The gospel of the kingdom is a certified gospel. It has the stamp of certification upon it. God’s Word verifies that it is the only gospel, the special gospel for this special age. “But I certify you, brethren, that the gospel which was preached of me is not after man” (Galatians 1:11). Here, in this statement, the Apostle Paul certifies the message that he preached was the message that God had given to him. It was not a message of human origin but the divine message that God revealed and commissioned him to preach. Today, it is still the message that has stamped upon it, “Certified”.
The gospel of the kingdom is a complete gospel. It is recognized that many churches have received over the years a partial revelation of the truth. Many have preached the atonement, others repentance, others holiness and sanctification. Other churches have proclaimed divine healing and the coming of the Lord. But the gospel of the kingdom leaves nothing out; it embraces the whole truth of God. It is a complete, entire message to meet the needs of mankind everywhere.

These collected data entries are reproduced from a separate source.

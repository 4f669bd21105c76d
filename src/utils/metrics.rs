//! Statistics of fit for forecast evaluation.

use crate::error::{ForecastError, Result};
use serde::Serialize;

/// Statistics of fit over one evaluation region.
///
/// Pairs where either the actual or the prediction is missing are skipped.
/// Percentage and scaled errors are `None` when undefined (zero actuals or a
/// zero naive scale).
#[derive(Debug, Clone, PartialEq, Serialize)]
#[serde(rename_all = "UPPERCASE")]
pub struct FitStatistics {
    pub nobs: usize,
    pub nparms: usize,
    pub sse: f64,
    pub mse: f64,
    pub rmse: f64,
    pub mae: f64,
    pub mape: Option<f64>,
    pub smape: f64,
    pub mase: Option<f64>,
    pub rsquare: f64,
    pub aic: f64,
    pub sbc: f64,
}

impl FitStatistics {
    /// Compute statistics of fit.
    ///
    /// # Arguments
    /// * `actual` - Observed values
    /// * `predicted` - Predictions aligned with `actual`
    /// * `num_params` - Number of estimated parameters, for AIC/SBC
    /// * `mase_scale` - In-sample naive MAE used to scale MASE
    pub fn compute(
        actual: &[f64],
        predicted: &[f64],
        num_params: usize,
        mase_scale: Option<f64>,
    ) -> Result<Self> {
        if actual.len() != predicted.len() {
            return Err(ForecastError::DimensionMismatch {
                expected: actual.len(),
                got: predicted.len(),
            });
        }

        let pairs: Vec<(f64, f64)> = actual
            .iter()
            .zip(predicted)
            .filter(|(a, p)| a.is_finite() && p.is_finite())
            .map(|(a, p)| (*a, *p))
            .collect();

        if pairs.is_empty() {
            return Err(ForecastError::EmptyData);
        }

        let n = pairs.len() as f64;
        let sse: f64 = pairs.iter().map(|(a, p)| (a - p).powi(2)).sum();
        let mse = sse / n;
        let mae = pairs.iter().map(|(a, p)| (a - p).abs()).sum::<f64>() / n;

        let mape = if pairs.iter().any(|(a, _)| *a == 0.0) {
            None
        } else {
            Some(100.0 * pairs.iter().map(|(a, p)| ((a - p) / a).abs()).sum::<f64>() / n)
        };

        let smape = 100.0
            * pairs
                .iter()
                .map(|(a, p)| {
                    let denom = a.abs() + p.abs();
                    if denom == 0.0 {
                        0.0
                    } else {
                        2.0 * (a - p).abs() / denom
                    }
                })
                .sum::<f64>()
            / n;

        let mase = mase_scale
            .filter(|s| s.is_finite() && *s > 0.0)
            .map(|s| mae / s);

        let mean_actual = pairs.iter().map(|(a, _)| a).sum::<f64>() / n;
        let ss_tot: f64 = pairs.iter().map(|(a, _)| (a - mean_actual).powi(2)).sum();
        let rsquare = if ss_tot == 0.0 { 1.0 } else { 1.0 - sse / ss_tot };

        // Floor the error variance so a perfect fit still has a finite criterion.
        let log_mse = mse.max(1e-12).ln();
        let k = num_params as f64;

        Ok(Self {
            nobs: pairs.len(),
            nparms: num_params,
            sse,
            mse,
            rmse: mse.sqrt(),
            mae,
            mape,
            smape,
            mase,
            rsquare,
            aic: n * log_mse + 2.0 * k,
            sbc: n * log_mse + k * n.ln(),
        })
    }
}

/// In-sample MAE of the (seasonal) naive forecast, the MASE denominator.
pub fn naive_scale(values: &[f64], period: usize) -> Option<f64> {
    let period = period.max(1);
    let diffs: Vec<f64> = values
        .iter()
        .skip(period)
        .zip(values)
        .map(|(curr, prev)| (curr - prev).abs())
        .filter(|d| d.is_finite())
        .collect();
    if diffs.is_empty() {
        return None;
    }
    let scale = diffs.iter().sum::<f64>() / diffs.len() as f64;
    (scale > 0.0).then_some(scale)
}

/// Mean squared error over finite pairs, `NaN` when none exist.
pub fn mse(actual: &[f64], predicted: &[f64]) -> f64 {
    let (sum, count) = actual
        .iter()
        .zip(predicted)
        .filter(|(a, p)| a.is_finite() && p.is_finite())
        .fold((0.0, 0usize), |(s, c), (a, p)| (s + (a - p).powi(2), c + 1));
    if count == 0 {
        f64::NAN
    } else {
        sum / count as f64
    }
}

#[cfg(test)]
mod tests {
    use super::*;
    use approx::assert_relative_eq;

    #[test]
    fn perfect_fit_has_zero_error() {
        let actual = vec![1.0, 2.0, 3.0, 4.0, 5.0];
        let stats = FitStatistics::compute(&actual, &actual, 1, naive_scale(&actual, 1)).unwrap();
        assert_relative_eq!(stats.mae, 0.0, epsilon = 1e-12);
        assert_relative_eq!(stats.rmse, 0.0, epsilon = 1e-12);
        assert_relative_eq!(stats.mape.unwrap(), 0.0, epsilon = 1e-12);
        assert_relative_eq!(stats.mase.unwrap(), 0.0, epsilon = 1e-12);
        assert_relative_eq!(stats.rsquare, 1.0, epsilon = 1e-12);
        assert!(stats.aic.is_finite());
    }

    #[test]
    fn known_errors() {
        let actual = vec![10.0, 20.0, 30.0, 40.0];
        let predicted = vec![12.0, 18.0, 33.0, 37.0];
        let stats = FitStatistics::compute(&actual, &predicted, 2, Some(10.0)).unwrap();

        assert_eq!(stats.nobs, 4);
        assert_relative_eq!(stats.sse, 26.0, epsilon = 1e-12);
        assert_relative_eq!(stats.mae, 2.5, epsilon = 1e-12);
        assert_relative_eq!(stats.mase.unwrap(), 0.25, epsilon = 1e-12);
        let mape = 100.0 * (0.2 + 0.1 + 0.1 + 0.075) / 4.0;
        assert_relative_eq!(stats.mape.unwrap(), mape, epsilon = 1e-9);
        assert_relative_eq!(stats.aic - stats.sbc, 4.0 - 2.0 * 4f64.ln(), epsilon = 1e-9);
    }

    #[test]
    fn missing_pairs_are_skipped_and_zero_actuals_disable_mape() {
        let actual = vec![0.0, f64::NAN, 2.0];
        let predicted = vec![1.0, 5.0, 2.0];
        let stats = FitStatistics::compute(&actual, &predicted, 0, None).unwrap();
        assert_eq!(stats.nobs, 2);
        assert!(stats.mape.is_none());
        assert!(stats.mase.is_none());
    }

    #[test]
    fn rejects_mismatched_or_empty_input() {
        assert!(FitStatistics::compute(&[1.0], &[1.0, 2.0], 0, None).is_err());
        assert!(matches!(
            FitStatistics::compute(&[f64::NAN], &[1.0], 0, None),
            Err(ForecastError::EmptyData)
        ));
    }

    #[test]
    fn naive_scale_uses_seasonal_lag() {
        let values = vec![1.0, 3.0, 1.0, 3.0, 1.0, 3.0];
        assert_relative_eq!(naive_scale(&values, 1).unwrap(), 2.0, epsilon = 1e-12);
        assert!(naive_scale(&values, 2).is_none());
        assert!(naive_scale(&[1.0], 1).is_none());
    }
}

In the early days of Pentecostalism, the term “full gospel” was widely used. In late years, the United Pentecostal Church International has used the term “whole gospel”. By so doing, we have recognized that there are others who preach a partial gospel. This is a very important fact to be recognized. As the church brings to the religious world the whole gospel, nothing is gained by taking the stand that they have nothing. Rather, the proper thing is to recognize the portion of truth that they have, and beginning there, bring them the whole truth. It should always be remembered that the burden of the church is to bring the gospel to the lost and to bring men and women to the full experience of being completely born again. By so doing, we open the door of the kingdom to men and women and allow them to enter.
As preachers of the gospel of the kingdom, we are stewards of the mysteries of God and we must be faithful (I Corinthians 4:1). We must never preach a watered down, perverted gospel. We must preach the whole gospel, just as it is, to men and women, just as they are.
This article “The Gospel of the Kingdom” is excerpted from “Cry of the Unborn” by Ralph V. Reynolds and may be used for study and research purposes only.